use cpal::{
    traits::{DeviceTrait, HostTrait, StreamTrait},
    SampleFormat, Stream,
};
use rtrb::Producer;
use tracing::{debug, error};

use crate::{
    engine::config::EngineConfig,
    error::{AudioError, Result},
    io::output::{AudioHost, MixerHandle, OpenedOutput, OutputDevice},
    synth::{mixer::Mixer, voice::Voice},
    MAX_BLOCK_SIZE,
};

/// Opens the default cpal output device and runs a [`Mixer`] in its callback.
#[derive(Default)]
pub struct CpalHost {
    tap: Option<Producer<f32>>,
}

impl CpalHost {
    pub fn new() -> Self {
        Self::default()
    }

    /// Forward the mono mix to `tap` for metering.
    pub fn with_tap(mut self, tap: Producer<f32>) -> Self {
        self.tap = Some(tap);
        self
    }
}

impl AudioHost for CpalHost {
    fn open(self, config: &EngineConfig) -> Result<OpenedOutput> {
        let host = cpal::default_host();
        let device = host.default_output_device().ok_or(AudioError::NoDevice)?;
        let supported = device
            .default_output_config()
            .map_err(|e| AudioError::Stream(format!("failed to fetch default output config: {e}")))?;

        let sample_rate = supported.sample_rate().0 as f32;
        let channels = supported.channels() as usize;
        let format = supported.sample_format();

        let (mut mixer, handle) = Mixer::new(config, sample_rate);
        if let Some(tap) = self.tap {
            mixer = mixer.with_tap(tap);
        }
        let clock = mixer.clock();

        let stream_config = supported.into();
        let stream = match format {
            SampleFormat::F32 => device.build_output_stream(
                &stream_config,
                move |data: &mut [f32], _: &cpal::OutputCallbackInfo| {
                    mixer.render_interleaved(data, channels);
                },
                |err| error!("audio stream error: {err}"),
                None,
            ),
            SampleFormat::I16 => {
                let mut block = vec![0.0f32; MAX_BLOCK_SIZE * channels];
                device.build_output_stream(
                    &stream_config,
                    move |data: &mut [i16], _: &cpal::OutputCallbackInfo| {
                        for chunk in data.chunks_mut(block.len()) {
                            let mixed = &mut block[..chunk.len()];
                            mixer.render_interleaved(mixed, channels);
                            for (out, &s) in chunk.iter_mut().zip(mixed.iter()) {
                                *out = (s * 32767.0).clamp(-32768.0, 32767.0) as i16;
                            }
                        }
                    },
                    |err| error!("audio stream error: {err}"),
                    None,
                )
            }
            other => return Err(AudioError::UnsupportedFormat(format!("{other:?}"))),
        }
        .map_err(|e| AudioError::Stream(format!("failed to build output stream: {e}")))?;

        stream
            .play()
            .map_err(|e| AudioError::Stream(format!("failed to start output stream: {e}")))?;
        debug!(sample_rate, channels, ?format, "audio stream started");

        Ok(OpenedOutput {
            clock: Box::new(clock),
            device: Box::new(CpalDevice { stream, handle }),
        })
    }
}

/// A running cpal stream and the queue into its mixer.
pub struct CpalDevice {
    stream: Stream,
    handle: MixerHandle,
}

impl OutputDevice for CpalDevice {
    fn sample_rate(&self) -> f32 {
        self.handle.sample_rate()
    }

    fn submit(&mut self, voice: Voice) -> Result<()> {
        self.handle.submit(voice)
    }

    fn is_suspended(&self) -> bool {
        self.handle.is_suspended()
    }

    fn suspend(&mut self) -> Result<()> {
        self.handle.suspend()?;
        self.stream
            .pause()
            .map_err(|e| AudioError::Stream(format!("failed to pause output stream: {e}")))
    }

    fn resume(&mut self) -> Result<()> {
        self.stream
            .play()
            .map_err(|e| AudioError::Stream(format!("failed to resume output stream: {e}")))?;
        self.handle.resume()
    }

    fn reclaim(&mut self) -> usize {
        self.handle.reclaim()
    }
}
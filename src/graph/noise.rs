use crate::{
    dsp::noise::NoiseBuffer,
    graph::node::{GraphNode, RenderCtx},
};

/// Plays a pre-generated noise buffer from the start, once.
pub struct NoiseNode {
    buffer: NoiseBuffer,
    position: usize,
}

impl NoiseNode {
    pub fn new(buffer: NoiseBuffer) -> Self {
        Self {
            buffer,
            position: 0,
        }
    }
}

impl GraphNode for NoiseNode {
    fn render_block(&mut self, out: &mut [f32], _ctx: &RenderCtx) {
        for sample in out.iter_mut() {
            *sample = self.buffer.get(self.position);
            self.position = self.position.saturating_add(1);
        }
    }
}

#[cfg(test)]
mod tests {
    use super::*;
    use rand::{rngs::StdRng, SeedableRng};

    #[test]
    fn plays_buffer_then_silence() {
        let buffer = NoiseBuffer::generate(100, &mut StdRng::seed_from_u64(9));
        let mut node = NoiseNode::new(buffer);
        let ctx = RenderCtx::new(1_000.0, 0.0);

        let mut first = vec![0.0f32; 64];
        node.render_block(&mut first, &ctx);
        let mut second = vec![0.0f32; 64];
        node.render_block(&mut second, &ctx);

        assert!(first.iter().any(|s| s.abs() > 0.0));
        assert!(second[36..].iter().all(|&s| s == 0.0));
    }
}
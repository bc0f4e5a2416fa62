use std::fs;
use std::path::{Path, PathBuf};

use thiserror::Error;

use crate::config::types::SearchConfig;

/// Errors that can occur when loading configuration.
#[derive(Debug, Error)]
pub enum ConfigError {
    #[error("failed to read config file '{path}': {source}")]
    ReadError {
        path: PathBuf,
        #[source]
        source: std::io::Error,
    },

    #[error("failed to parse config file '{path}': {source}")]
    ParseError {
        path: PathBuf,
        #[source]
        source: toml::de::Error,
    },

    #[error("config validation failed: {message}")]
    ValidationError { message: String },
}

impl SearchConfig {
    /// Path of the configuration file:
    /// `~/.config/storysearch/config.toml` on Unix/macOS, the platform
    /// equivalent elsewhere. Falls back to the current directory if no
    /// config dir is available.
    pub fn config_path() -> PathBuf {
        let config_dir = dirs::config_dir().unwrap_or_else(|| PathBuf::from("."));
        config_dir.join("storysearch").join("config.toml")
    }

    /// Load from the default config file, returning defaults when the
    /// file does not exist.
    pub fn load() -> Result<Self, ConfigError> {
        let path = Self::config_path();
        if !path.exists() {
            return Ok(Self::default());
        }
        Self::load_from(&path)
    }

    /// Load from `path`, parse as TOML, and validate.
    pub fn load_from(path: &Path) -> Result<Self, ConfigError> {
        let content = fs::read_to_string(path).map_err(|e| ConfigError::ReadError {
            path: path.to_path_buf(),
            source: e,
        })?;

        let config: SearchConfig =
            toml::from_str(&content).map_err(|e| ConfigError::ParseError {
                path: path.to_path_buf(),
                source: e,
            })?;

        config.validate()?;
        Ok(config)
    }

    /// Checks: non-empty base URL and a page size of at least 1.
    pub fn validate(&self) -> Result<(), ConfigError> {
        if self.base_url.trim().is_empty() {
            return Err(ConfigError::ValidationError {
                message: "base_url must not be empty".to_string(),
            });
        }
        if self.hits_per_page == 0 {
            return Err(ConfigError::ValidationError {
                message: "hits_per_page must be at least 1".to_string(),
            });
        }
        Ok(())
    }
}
* * * * *
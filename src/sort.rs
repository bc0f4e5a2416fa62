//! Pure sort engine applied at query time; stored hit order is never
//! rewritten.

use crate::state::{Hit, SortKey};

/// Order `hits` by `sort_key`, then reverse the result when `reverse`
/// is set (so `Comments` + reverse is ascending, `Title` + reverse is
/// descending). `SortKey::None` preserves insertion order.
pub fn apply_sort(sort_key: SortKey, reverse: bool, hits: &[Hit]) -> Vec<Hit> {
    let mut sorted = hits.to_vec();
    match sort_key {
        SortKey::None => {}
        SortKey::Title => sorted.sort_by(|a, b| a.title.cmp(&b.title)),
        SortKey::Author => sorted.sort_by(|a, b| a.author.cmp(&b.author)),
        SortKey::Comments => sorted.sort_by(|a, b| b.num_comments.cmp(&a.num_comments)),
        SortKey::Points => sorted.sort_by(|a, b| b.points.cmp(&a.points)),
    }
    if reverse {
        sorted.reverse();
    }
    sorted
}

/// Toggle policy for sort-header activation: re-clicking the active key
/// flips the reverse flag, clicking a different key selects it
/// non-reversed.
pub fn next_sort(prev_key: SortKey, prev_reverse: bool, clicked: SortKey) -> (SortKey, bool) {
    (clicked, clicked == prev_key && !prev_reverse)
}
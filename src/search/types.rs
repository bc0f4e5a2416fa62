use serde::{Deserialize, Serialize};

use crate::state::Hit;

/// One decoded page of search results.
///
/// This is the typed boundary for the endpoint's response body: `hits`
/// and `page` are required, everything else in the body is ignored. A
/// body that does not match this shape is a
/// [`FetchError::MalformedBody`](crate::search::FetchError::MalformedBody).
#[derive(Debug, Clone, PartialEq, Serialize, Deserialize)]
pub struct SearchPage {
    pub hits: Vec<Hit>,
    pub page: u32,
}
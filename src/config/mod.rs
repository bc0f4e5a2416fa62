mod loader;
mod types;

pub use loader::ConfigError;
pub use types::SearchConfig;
* * * * *
# TASK STATEMENT
Return, with no change at all, every line in the entries above from the line containing "filename src/sort.rs" through the line containing "pub use loader::ConfigError;".

# PROBLEM SOLUTION
filename src/sort.rs
repository bc0f4e5a2416fa62
//! Pure sort engine applied at query time; stored hit order is never
//! rewritten.

use crate::state::{Hit, SortKey};

/// Order `hits` by `sort_key`, then reverse the result when `reverse`
/// is set (so `Comments` + reverse is ascending, `Title` + reverse is
/// descending). `SortKey::None` preserves insertion order.
pub fn apply_sort(sort_key: SortKey, reverse: bool, hits: &[Hit]) -> Vec<Hit> {
    let mut sorted = hits.to_vec();
    match sort_key {
        SortKey::None => {}
        SortKey::Title => sorted.sort_by(|a, b| a.title.cmp(&b.title)),
        SortKey::Author => sorted.sort_by(|a, b| a.author.cmp(&b.author)),
        SortKey::Comments => sorted.sort_by(|a, b| b.num_comments.cmp(&a.num_comments)),
        SortKey::Points => sorted.sort_by(|a, b| b.points.cmp(&a.points)),
    }
    if reverse {
        sorted.reverse();
    }
    sorted
}

/// Toggle policy for sort-header activation: re-clicking the active key
/// flips the reverse flag, clicking a different key selects it
/// non-reversed.
pub fn next_sort(prev_key: SortKey, prev_reverse: bool, clicked: SortKey) -> (SortKey, bool) {
    (clicked, clicked == prev_key && !prev_reverse)
}
filename src/search/types.rs
repository bc0f4e5a2416fa62
use serde::{Deserialize, Serialize};

use crate::state::Hit;

/// One decoded page of search results.
///
/// This is the typed boundary for the endpoint's response body: `hits`
/// and `page` are required, everything else in the body is ignored. A
/// body that does not match this shape is a
/// [`FetchError::MalformedBody`](crate::search::FetchError::MalformedBody).
#[derive(Debug, Clone, PartialEq, Serialize, Deserialize)]
pub struct SearchPage {
    pub hits: Vec<Hit>,
    pub page: u32,
}
filename src/config/mod.rs
repository bc0f4e5a2416fa62
mod loader;
mod types;

pub use loader::ConfigError;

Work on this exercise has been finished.